» Activity
Quote exactly and only this range of lines in the data below: the line that holds "#[arg(short, long, global = true)]" to the line that holds "classes (one-time run)", both included.

» Available data
--------------------------------------------------

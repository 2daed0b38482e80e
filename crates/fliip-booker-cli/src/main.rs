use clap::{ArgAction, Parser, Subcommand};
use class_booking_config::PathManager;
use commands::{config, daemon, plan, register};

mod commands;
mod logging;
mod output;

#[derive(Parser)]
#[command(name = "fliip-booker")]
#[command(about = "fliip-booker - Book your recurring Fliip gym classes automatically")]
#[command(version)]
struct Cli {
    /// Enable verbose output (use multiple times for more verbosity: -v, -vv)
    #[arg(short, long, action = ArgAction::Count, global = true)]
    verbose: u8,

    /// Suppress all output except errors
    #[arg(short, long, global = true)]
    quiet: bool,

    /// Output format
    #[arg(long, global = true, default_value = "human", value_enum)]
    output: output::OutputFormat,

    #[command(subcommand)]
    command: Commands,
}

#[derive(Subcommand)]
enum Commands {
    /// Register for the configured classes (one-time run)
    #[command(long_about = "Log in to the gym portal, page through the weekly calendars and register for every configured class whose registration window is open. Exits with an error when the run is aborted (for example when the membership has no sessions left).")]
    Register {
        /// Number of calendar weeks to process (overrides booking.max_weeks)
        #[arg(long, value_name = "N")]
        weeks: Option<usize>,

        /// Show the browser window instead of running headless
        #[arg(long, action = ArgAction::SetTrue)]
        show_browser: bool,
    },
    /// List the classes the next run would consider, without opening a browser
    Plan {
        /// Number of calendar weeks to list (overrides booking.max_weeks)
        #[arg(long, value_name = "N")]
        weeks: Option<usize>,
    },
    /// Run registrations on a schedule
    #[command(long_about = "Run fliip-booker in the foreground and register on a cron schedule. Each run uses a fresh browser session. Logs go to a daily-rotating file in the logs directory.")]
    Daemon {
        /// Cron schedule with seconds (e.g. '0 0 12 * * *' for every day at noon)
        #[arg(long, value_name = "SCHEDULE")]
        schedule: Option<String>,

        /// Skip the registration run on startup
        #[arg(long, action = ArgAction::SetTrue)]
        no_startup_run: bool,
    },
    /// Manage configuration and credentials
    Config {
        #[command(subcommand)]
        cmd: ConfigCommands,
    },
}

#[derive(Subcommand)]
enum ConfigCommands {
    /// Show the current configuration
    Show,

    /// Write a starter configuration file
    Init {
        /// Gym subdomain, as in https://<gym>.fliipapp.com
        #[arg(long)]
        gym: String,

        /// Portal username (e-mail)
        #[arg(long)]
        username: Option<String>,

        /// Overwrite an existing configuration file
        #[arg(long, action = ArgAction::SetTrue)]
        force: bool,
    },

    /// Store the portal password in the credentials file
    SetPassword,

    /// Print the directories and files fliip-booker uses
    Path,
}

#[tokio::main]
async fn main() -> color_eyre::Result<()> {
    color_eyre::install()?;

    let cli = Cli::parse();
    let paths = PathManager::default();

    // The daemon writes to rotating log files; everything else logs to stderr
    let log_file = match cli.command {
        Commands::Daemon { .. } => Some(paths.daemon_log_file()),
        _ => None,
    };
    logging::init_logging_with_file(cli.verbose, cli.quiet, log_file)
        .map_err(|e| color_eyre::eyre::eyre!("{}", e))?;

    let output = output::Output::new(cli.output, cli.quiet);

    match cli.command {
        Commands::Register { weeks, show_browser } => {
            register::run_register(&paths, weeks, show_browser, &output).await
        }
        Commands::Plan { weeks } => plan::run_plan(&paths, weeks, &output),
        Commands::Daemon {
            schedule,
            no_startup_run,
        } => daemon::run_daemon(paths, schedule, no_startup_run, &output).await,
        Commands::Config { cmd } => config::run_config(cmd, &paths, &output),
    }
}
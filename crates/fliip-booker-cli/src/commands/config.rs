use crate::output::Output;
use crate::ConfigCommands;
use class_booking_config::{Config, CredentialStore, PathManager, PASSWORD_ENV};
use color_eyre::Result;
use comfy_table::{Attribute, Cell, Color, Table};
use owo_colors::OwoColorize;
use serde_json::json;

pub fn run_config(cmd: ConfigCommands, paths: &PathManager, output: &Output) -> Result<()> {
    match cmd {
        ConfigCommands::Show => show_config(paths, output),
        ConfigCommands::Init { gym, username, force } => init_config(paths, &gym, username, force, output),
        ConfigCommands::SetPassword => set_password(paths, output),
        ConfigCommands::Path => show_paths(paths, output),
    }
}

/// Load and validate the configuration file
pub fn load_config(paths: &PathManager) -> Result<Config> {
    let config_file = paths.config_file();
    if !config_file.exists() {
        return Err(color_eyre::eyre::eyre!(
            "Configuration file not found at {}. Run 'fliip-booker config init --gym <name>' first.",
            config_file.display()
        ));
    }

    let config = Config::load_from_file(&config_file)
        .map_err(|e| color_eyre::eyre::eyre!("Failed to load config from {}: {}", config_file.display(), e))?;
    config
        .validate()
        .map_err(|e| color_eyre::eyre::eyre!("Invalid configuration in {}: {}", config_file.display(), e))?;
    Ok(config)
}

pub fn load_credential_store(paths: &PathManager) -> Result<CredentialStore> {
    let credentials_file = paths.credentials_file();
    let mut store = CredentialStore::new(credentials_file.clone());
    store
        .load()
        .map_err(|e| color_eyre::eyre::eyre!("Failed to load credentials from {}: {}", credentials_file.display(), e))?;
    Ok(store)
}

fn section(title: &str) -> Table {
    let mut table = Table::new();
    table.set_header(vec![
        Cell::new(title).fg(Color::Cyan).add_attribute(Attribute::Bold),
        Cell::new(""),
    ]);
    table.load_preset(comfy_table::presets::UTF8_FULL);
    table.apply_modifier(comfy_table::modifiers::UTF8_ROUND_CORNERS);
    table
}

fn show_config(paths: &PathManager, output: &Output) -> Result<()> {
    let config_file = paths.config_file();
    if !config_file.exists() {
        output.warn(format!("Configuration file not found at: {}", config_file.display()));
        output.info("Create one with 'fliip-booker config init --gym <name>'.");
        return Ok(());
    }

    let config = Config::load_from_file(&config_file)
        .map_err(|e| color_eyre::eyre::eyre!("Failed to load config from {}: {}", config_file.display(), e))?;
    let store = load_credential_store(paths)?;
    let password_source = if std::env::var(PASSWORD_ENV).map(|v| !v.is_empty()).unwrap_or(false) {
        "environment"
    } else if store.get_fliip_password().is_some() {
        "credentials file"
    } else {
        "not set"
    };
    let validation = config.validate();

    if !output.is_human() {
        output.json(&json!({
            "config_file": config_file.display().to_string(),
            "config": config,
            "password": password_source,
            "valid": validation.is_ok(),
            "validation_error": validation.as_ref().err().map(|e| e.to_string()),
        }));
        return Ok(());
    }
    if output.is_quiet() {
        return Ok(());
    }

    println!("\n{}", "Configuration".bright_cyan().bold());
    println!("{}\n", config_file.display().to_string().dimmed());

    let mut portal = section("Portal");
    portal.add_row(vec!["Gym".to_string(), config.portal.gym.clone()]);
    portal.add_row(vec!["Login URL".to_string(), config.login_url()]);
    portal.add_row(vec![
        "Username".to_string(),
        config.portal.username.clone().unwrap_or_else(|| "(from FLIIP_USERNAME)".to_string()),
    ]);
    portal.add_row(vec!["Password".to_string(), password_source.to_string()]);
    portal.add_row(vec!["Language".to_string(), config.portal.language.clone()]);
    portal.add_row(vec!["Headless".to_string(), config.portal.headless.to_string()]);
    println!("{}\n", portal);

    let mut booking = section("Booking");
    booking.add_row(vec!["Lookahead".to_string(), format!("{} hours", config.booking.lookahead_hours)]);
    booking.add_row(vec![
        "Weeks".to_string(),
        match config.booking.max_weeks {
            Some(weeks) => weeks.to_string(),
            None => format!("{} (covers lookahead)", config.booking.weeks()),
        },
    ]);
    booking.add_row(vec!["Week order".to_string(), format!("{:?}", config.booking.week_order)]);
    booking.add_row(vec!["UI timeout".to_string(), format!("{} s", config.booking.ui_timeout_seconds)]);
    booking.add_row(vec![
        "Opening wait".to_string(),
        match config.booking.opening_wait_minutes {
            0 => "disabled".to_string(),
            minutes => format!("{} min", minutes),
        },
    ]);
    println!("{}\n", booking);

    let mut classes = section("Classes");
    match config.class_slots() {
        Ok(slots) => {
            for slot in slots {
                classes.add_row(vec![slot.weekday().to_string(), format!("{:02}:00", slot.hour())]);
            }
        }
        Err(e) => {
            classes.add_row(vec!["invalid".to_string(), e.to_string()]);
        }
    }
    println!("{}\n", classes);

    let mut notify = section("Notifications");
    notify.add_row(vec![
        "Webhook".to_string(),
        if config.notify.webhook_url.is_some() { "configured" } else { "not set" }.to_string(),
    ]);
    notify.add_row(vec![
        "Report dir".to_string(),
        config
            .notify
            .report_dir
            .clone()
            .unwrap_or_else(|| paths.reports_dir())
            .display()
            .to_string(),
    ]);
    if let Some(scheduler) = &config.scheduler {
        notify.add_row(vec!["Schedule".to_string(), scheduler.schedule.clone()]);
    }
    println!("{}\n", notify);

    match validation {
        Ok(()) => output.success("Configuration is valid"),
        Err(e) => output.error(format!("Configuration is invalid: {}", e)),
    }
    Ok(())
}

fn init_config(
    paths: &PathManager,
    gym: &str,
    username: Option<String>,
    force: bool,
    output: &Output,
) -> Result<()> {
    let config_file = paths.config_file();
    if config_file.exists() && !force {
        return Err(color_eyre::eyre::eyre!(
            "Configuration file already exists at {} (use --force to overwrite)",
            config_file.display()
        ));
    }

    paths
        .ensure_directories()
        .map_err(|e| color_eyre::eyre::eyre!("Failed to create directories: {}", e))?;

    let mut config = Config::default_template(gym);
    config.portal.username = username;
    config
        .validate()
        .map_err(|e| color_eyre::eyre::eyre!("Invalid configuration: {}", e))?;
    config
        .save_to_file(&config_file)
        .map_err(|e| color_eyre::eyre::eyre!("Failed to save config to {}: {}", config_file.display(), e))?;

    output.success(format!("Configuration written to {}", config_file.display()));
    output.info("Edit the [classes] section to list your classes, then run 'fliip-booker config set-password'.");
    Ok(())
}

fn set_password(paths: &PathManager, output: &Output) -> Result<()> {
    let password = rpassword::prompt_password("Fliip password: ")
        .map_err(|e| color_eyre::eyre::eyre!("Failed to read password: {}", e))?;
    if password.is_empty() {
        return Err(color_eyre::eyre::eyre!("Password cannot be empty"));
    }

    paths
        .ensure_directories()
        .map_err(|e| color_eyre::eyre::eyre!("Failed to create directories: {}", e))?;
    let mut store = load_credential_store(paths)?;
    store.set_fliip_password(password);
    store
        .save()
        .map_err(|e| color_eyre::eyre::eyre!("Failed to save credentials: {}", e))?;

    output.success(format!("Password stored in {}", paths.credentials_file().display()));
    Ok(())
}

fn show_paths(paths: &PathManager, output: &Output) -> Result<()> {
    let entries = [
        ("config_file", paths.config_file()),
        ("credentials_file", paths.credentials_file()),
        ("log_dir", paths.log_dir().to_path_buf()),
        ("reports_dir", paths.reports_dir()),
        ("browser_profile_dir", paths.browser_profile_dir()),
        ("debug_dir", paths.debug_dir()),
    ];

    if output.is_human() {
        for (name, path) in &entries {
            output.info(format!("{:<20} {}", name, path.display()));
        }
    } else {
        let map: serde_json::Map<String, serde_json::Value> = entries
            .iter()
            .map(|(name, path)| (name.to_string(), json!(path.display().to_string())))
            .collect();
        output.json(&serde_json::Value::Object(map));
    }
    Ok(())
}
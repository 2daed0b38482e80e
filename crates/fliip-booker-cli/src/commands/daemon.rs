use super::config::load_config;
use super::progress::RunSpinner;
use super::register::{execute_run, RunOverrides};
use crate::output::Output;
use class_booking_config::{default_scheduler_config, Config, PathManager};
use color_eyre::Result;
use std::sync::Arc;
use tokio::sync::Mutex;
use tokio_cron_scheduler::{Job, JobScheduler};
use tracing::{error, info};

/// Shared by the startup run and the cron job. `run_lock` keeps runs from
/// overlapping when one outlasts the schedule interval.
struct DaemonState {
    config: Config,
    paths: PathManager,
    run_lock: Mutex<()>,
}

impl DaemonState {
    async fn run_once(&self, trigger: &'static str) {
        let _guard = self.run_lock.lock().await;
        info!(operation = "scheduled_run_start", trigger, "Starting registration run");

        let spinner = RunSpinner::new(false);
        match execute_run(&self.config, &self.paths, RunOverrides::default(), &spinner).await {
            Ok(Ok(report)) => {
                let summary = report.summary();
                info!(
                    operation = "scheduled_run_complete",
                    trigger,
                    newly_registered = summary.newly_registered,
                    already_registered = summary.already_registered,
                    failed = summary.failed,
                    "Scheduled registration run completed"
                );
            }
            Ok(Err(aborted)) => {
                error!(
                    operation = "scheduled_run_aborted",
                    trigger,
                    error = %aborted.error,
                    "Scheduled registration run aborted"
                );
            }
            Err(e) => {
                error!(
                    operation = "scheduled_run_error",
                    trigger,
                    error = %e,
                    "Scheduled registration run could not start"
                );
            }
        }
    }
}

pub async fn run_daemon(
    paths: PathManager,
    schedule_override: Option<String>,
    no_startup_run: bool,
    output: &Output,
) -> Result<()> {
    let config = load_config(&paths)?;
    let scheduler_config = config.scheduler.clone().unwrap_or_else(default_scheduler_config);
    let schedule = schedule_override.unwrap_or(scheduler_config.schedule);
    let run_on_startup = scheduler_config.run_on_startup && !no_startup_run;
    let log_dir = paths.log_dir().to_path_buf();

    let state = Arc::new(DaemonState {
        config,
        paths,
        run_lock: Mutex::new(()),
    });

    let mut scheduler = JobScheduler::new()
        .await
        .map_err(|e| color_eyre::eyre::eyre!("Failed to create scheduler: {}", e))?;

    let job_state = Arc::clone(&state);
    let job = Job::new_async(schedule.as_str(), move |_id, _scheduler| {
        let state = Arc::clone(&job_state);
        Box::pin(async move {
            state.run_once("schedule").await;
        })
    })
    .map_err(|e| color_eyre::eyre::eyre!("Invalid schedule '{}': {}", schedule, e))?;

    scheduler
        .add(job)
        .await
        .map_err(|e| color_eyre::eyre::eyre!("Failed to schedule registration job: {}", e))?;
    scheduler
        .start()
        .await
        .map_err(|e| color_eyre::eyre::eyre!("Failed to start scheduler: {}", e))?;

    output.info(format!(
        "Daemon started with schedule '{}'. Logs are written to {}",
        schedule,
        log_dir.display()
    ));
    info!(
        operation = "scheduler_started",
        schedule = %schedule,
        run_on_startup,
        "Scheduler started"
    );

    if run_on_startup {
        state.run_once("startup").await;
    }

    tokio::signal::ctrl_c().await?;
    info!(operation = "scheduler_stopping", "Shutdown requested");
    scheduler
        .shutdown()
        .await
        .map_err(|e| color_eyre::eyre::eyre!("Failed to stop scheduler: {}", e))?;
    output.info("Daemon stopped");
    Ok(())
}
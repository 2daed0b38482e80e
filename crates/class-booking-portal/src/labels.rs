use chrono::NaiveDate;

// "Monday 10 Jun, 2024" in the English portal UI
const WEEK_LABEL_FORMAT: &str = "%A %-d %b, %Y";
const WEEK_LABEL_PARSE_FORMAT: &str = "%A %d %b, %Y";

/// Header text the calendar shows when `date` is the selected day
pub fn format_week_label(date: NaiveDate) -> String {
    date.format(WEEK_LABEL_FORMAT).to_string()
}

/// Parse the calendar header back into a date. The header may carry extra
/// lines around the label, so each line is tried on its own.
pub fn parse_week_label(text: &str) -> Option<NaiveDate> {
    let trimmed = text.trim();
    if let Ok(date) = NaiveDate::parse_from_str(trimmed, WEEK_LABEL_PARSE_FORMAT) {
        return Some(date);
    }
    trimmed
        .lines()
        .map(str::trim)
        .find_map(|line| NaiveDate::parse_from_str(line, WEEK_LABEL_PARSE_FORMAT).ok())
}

--------------------------------------------------

» Reply to the exercise
    #[arg(short, long, global = true)]
    quiet: bool,

    /// Output format
    #[arg(long, global = true, default_value = "human", value_enum)]
    output: output::OutputFormat,

    #[command(subcommand)]
    command: Commands,
}

#[derive(Subcommand)]
enum Commands {
    /// Register for the configured classes (one-time run)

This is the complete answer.